YOUR GOAL => In the records below, tally every line containing "guess". Report only the total.
*** Begin section ***
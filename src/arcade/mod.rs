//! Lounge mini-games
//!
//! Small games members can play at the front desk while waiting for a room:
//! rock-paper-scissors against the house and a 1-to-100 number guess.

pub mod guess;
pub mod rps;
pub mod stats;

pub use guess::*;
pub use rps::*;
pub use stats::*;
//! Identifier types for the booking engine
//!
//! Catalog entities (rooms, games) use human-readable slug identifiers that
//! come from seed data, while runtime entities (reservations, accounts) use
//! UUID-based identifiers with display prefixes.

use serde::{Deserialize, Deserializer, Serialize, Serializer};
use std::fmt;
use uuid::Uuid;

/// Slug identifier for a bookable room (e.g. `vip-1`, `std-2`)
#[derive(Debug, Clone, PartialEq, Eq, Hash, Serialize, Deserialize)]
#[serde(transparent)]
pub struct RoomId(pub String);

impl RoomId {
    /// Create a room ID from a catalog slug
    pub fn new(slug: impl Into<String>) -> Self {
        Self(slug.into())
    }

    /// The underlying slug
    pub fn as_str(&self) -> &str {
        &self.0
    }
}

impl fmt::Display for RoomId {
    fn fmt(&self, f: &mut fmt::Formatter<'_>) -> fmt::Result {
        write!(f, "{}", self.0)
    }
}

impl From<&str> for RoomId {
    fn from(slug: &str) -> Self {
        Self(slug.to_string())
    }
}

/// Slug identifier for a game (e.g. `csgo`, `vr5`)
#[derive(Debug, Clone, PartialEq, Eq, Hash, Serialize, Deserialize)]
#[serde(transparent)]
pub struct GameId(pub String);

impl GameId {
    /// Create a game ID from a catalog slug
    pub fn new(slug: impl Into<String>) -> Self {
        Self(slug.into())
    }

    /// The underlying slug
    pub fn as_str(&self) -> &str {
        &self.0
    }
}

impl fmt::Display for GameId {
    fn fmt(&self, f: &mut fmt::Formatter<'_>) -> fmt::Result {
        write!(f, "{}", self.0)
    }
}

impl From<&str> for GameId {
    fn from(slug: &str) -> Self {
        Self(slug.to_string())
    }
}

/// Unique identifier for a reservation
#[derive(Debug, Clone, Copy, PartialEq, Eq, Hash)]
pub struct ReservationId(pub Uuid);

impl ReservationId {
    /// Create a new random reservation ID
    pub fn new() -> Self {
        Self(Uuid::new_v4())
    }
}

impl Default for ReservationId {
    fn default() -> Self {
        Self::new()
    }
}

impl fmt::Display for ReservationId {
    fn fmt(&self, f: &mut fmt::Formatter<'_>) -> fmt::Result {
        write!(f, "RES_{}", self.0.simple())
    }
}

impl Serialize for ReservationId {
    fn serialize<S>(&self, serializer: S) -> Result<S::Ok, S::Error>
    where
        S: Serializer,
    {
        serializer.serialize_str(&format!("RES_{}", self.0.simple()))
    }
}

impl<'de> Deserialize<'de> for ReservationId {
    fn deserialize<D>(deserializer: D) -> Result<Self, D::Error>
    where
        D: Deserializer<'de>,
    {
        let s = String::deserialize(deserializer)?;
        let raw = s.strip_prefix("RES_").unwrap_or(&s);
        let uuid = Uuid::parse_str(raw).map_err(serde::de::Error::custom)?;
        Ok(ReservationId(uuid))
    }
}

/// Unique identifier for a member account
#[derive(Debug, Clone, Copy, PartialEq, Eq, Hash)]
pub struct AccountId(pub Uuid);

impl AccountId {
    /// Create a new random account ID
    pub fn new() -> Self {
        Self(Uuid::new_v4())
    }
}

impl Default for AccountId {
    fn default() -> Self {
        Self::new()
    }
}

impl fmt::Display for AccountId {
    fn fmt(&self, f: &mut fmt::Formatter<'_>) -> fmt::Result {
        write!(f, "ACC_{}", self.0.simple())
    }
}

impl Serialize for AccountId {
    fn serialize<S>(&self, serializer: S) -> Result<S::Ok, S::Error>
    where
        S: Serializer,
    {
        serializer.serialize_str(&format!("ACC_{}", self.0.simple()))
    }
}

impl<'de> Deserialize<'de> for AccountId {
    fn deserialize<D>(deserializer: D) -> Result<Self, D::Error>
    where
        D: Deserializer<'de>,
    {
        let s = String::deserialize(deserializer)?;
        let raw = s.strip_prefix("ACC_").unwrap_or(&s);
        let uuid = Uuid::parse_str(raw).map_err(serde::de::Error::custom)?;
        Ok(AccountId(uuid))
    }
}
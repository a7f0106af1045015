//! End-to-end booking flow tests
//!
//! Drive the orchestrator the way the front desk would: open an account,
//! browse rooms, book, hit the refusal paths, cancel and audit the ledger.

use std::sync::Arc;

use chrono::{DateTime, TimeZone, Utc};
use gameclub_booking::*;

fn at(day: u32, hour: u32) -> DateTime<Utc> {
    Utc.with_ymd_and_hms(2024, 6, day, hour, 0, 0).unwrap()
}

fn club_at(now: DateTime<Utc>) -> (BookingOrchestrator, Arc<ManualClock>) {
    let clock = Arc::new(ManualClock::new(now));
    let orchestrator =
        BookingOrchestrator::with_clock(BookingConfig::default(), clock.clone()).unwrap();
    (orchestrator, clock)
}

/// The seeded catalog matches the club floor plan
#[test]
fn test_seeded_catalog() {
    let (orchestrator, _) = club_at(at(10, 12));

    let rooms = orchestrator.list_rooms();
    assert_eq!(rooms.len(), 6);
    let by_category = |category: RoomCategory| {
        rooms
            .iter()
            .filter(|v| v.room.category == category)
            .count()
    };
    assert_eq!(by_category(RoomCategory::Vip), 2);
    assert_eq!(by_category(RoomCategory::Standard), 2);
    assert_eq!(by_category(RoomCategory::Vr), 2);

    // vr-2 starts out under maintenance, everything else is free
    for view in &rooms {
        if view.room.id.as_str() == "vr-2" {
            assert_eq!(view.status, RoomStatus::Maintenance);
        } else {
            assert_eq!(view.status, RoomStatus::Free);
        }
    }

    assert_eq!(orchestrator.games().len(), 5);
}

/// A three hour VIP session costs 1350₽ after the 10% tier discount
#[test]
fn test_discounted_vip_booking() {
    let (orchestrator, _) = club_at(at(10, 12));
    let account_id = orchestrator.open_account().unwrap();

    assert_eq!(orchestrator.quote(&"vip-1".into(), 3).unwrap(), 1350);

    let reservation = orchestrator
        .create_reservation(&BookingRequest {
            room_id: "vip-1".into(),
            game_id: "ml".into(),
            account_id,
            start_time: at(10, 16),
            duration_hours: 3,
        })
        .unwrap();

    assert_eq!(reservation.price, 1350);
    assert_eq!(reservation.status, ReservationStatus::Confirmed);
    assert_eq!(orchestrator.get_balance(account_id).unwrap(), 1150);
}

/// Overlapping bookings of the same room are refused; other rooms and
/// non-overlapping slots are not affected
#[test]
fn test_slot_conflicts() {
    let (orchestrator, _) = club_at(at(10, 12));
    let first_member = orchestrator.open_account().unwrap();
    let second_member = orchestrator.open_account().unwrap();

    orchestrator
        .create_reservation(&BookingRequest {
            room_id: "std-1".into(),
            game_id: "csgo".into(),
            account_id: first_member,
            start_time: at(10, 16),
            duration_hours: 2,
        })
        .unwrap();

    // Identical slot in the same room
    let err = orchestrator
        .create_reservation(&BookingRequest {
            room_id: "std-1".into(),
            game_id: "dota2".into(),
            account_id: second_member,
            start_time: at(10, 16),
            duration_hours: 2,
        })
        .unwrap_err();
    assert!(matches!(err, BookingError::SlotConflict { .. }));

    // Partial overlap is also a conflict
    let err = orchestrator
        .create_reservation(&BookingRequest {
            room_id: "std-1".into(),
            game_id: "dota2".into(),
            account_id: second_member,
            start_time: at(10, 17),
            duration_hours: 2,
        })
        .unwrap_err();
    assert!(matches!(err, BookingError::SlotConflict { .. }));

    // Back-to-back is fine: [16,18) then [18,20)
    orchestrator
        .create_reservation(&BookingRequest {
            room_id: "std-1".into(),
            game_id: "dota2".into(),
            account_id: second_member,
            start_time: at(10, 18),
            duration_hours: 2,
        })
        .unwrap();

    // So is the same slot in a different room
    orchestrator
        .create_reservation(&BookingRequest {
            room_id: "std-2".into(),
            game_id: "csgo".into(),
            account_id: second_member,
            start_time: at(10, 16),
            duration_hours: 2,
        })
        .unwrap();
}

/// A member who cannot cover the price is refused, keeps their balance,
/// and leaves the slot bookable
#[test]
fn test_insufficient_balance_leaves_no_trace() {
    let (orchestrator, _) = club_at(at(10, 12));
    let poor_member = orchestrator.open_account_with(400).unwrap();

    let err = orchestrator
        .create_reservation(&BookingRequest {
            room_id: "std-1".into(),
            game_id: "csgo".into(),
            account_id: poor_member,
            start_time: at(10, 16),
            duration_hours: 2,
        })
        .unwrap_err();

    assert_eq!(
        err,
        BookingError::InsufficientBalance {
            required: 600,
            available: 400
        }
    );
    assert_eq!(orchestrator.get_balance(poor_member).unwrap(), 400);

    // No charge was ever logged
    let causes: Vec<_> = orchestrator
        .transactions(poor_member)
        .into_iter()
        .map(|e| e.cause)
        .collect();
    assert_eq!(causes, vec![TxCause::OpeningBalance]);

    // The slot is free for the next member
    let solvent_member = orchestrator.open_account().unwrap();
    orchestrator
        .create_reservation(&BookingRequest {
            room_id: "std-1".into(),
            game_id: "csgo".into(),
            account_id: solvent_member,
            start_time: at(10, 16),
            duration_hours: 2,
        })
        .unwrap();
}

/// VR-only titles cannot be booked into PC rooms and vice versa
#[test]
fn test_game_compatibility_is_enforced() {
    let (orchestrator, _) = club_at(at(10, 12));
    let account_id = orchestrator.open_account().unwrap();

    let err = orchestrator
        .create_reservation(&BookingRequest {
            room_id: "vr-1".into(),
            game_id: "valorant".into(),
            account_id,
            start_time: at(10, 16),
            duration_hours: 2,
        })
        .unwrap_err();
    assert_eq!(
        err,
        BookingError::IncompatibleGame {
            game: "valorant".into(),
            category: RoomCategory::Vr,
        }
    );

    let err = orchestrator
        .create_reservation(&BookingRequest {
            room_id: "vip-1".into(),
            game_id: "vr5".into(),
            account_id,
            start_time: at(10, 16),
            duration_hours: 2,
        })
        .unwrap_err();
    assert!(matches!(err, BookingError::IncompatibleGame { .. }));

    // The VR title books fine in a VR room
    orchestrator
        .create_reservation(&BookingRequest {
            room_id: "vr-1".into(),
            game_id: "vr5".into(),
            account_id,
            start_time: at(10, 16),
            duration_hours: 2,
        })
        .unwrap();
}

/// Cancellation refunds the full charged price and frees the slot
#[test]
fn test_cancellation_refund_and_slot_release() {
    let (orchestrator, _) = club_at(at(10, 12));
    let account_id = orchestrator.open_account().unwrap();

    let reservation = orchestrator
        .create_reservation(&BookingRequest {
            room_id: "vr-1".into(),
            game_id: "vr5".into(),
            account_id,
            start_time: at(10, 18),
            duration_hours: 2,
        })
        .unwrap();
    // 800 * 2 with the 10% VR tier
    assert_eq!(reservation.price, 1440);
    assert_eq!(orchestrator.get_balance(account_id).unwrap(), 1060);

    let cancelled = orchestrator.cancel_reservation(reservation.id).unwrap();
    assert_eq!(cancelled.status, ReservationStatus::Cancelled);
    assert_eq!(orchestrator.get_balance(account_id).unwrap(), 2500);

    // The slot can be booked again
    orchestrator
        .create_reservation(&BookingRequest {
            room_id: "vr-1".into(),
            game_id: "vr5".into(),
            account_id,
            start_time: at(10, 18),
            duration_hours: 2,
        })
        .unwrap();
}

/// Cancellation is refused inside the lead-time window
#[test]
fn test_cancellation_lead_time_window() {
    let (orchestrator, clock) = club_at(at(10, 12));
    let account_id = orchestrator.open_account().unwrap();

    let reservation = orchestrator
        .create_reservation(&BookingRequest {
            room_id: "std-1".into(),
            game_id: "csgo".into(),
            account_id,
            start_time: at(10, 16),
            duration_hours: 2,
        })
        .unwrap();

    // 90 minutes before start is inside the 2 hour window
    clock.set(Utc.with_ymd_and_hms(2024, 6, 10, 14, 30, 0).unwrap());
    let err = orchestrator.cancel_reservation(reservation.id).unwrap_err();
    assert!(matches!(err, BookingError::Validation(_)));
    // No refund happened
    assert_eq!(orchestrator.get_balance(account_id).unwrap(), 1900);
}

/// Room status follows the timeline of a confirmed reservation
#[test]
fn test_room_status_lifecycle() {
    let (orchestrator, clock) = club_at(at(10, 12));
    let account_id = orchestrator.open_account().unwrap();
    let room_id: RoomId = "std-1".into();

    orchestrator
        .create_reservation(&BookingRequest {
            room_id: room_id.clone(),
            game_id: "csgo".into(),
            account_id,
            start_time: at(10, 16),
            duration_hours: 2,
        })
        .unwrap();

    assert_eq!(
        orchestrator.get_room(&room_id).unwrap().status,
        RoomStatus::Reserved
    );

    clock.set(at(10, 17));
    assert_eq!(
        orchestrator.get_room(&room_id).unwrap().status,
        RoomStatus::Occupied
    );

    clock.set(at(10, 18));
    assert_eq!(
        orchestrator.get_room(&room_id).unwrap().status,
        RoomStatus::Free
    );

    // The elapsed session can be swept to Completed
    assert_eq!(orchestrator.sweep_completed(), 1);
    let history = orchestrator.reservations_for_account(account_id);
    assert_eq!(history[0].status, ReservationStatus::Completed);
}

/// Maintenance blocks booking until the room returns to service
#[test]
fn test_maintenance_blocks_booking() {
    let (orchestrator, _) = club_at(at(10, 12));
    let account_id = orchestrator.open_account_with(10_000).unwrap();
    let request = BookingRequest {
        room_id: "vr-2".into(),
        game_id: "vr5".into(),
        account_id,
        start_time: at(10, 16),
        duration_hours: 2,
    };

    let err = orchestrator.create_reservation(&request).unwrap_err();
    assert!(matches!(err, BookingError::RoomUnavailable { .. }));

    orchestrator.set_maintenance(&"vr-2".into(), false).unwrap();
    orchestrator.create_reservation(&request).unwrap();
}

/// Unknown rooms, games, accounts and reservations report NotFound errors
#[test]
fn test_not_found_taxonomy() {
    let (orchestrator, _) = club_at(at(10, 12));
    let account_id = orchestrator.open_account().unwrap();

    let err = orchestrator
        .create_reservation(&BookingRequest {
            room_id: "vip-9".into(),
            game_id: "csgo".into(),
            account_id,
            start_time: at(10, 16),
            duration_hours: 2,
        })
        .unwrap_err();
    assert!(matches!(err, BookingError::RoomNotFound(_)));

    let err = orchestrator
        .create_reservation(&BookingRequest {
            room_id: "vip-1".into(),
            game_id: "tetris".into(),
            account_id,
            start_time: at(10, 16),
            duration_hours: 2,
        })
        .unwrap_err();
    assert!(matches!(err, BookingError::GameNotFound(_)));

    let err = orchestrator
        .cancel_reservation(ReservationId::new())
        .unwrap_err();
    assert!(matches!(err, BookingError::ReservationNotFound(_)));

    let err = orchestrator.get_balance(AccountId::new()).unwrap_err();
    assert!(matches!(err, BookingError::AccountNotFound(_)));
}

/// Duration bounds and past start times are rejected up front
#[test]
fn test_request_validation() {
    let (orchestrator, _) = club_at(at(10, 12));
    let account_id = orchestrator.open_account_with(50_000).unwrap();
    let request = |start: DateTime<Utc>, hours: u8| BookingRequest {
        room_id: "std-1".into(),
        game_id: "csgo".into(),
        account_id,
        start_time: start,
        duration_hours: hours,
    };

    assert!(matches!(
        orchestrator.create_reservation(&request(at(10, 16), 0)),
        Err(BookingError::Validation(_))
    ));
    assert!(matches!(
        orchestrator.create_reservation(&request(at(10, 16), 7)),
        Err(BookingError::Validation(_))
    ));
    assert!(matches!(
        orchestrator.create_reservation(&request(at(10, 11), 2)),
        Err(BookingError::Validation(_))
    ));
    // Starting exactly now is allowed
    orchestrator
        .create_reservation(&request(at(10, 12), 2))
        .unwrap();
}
*** End section ***
EXERCISE RESULT => 3